July 25, 2021

Une seule application peut-elle suffire à désengorger les entrées de ville ?

Le trafic reprendra rapidement ses droits. Dès que les restrictions sanitaires ont été allégées, les entrées des aires métropolitaines ont de nouveau été saturées dès le petit matin. A Bordeaux, Paris, Marseille, Lyon comme à Grenoble, Montpellier ou Nantes, les collectivités locales se retrouvent une nouvelle fois confrontées au casse-tête des embouteillages. Cependant, l’espace ouvert aux voitures durant les années trente glorieuses se referme progressivement. Soucieuses de réduire la progression des embouteillages mais aussi de la pollution, les villes tentent de modérer la circulation automobile.

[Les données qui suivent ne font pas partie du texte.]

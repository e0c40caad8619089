//! # 美化输出工具
//!
//! 提供统一的终端输出样式。
//!
//! ## 依赖关系
//! - 被 `main.rs`, `commands/` 与 `batch/aggregator.rs` 使用
//! - 使用 `colored` crate

use colored::Colorize;

/// 打印错误消息
pub fn print_error(msg: &str) {
    eprintln!("{} {}", "[ERR]".red().bold(), msg);
}

/// 打印警告消息
pub fn print_warning(msg: &str) {
    println!("{} {}", "[WARN]".yellow().bold(), msg);
}

/// 打印信息消息
pub fn print_info(msg: &str) {
    println!("{} {}", "[*]".blue().bold(), msg);
}

/// 打印单个作业失败
pub fn print_failure(id: &str, reason: &str) {
    eprintln!("{} {}: {}", "[FAIL]".red().bold(), id, reason.dimmed());
}

/// 打印完成消息
pub fn print_done(msg: &str) {
    println!("{} {}", "[DONE]".green().bold(), msg);
}

/// 打印标题栏
pub fn print_header(title: &str) {
    let line = "─".repeat(60);
    println!("\n{}", line.dimmed());
    println!("  {}", title.bold());
    println!("{}\n", line.dimmed());
}

/// 打印分隔线
pub fn print_separator() {
    println!("{}", "─".repeat(60).dimmed());
}

/// 打印对齐的键值行
pub fn print_field(key: &str, value: &str) {
    println!("  {:<14} {}", format!("{}:", key).dimmed(), value);
}
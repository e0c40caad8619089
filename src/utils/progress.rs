//! # 进度条工具
//!
//! 封装 `indicatif` 提供统一的状态行样式。
//!
//! ## 依赖关系
//! - 被 `batch/aggregator.rs` 使用
//! - 使用 `indicatif` crate

use indicatif::{ProgressBar, ProgressStyle};

/// 创建原地刷新的单行状态栏，内容完全由 message 决定
pub fn create_status_line() -> ProgressBar {
    let pb = ProgressBar::new_spinner();
    pb.set_style(
        ProgressStyle::with_template("{msg}")
            .unwrap_or_else(|_| ProgressStyle::default_spinner()),
    );
    pb
}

Développement des transports en commun, limitation de la vitesse autorisée, réduction des voies de circulation au profit de modes de déplacements plus écologiques sont autant de solutions mises en place.

Ces mesures peuvent conduire à une réduction du trafic, mais pas nécessairement – ​​loin de là – des embouteillages, car il y a toujours autant de voitures sur les voies qui leur sont attribuées. « Il y a toujours des appels d’air, certains se disant : je vais reprendre ma voiture », note Laurent Chevereau du Centre d’études et d’expertise sur les risques, l’environnement, la mobilité et l’aménagement (Cerema).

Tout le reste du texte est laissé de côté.